*WHAT YOU ARE ASKED TO DO*:
The answer should be a number alone: the count of lines in the listing below that include "VelocityCmd".

===== DATA RECORDS

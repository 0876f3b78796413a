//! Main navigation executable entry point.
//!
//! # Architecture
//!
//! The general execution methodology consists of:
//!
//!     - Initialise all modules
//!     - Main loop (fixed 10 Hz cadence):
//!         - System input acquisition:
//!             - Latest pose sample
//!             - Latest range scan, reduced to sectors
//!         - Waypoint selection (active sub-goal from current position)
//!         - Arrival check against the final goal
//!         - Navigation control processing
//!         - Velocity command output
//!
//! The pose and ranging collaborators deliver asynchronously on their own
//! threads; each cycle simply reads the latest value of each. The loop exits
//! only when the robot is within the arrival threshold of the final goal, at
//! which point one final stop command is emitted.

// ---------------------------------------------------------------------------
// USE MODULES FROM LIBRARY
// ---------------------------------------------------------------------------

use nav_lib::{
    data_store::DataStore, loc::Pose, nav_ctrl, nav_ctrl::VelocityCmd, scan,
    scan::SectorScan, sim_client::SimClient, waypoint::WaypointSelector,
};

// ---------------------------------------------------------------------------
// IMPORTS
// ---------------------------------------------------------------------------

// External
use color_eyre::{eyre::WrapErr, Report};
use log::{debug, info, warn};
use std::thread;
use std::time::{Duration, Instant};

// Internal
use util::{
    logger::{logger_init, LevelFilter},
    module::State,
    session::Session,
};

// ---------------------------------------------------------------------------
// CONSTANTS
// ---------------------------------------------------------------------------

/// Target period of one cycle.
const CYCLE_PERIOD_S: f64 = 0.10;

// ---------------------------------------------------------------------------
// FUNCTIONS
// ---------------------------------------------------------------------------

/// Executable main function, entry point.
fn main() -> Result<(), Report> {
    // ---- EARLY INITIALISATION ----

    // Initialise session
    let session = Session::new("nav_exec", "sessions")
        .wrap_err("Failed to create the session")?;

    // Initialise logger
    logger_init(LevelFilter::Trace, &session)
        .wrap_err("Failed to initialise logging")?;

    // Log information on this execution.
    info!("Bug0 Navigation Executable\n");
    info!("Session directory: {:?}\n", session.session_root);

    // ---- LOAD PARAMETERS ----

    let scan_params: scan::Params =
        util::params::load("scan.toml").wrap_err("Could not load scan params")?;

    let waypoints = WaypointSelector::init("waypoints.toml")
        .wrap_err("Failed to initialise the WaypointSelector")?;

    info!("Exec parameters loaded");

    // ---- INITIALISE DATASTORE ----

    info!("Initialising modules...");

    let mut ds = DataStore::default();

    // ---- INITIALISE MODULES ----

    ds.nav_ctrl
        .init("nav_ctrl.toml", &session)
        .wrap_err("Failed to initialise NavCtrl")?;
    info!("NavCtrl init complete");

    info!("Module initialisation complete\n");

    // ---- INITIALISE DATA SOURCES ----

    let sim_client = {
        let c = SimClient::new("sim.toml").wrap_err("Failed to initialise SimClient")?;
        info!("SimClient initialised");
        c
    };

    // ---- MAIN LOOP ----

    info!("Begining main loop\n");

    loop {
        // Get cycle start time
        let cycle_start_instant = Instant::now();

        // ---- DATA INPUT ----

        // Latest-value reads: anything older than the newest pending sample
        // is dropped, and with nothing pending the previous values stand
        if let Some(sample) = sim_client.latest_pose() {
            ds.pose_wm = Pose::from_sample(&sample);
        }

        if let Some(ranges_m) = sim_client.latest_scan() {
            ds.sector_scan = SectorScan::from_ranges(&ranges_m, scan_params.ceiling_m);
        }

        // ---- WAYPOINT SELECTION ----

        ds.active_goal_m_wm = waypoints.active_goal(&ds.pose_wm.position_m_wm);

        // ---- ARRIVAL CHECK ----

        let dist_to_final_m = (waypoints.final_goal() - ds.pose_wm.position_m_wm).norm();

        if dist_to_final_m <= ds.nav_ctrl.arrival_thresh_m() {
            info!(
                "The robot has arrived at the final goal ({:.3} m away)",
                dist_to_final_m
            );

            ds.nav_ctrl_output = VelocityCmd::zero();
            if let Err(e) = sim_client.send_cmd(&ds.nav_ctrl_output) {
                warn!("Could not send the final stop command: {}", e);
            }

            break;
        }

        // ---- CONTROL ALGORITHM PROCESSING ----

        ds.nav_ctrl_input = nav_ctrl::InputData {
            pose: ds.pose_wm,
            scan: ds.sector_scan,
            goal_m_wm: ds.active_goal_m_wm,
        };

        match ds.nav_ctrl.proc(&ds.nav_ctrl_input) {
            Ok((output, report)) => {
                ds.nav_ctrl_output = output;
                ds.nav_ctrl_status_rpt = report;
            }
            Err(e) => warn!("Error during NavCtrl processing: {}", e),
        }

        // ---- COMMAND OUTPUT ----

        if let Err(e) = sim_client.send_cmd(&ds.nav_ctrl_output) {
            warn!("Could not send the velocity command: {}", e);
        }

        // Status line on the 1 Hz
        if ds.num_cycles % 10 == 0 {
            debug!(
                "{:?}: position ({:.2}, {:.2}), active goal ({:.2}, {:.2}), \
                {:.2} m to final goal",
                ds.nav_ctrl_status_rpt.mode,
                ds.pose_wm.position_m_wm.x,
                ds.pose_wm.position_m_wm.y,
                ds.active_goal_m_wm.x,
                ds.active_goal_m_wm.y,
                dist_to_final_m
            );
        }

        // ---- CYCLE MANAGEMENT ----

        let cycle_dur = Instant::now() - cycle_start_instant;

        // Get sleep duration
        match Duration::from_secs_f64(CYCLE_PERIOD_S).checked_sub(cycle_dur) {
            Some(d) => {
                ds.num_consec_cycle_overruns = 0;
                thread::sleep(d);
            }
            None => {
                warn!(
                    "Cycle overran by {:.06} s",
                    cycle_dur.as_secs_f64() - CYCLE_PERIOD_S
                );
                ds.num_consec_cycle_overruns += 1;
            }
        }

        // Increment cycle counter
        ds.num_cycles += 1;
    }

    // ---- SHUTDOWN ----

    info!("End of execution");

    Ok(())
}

==========

*WORKED SOLUTION*:
2